## Recorded information
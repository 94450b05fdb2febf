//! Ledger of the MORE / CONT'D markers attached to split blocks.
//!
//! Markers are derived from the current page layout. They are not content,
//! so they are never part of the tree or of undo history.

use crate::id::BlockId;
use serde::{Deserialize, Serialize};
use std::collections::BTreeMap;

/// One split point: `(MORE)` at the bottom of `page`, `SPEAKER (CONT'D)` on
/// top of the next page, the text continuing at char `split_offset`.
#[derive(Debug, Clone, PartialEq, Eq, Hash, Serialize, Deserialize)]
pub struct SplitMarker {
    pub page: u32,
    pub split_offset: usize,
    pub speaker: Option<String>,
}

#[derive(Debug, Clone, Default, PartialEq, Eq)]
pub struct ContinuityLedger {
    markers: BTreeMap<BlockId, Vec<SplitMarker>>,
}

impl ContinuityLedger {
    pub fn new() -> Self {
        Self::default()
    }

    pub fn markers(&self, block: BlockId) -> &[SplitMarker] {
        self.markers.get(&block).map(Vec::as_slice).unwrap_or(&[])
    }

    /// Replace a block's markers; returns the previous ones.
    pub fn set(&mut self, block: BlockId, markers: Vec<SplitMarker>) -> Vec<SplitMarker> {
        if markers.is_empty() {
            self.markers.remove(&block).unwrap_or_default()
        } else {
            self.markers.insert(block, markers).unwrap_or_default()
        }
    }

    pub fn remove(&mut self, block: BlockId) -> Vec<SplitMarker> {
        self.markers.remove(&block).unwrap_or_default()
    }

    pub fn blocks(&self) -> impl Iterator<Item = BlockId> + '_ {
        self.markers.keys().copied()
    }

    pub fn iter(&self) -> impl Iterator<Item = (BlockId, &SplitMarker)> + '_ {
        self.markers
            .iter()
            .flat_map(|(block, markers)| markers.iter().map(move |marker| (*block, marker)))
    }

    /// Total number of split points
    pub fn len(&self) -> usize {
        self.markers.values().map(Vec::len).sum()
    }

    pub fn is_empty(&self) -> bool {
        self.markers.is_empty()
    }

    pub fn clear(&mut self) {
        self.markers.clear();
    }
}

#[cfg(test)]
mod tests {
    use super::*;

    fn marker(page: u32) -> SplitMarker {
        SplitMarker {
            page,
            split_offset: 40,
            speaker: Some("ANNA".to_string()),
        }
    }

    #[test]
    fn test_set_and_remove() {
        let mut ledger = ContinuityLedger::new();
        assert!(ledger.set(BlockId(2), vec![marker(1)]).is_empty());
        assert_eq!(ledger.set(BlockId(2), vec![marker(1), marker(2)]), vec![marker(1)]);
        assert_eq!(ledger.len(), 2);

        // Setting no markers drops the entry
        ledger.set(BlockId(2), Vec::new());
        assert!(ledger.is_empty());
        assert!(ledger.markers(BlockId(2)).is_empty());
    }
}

## Aim of the task
Nothing past the line containing "Hash, Serialize, Deserialize)]" should be restated; transcribe the material exactly from its first line through that line.

## Your response
repository 94450b05fdb2febf
//! Ledger of the MORE / CONT'D markers attached to split blocks.
//!
//! Markers are derived from the current page layout. They are not content,
//! so they are never part of the tree or of undo history.

use crate::id::BlockId;
use serde::{Deserialize, Serialize};
use std::collections::BTreeMap;

/// One split point: `(MORE)` at the bottom of `page`, `SPEAKER (CONT'D)` on
/// top of the next page, the text continuing at char `split_offset`.
#[derive(Debug, Clone, PartialEq, Eq, Hash, Serialize, Deserialize)]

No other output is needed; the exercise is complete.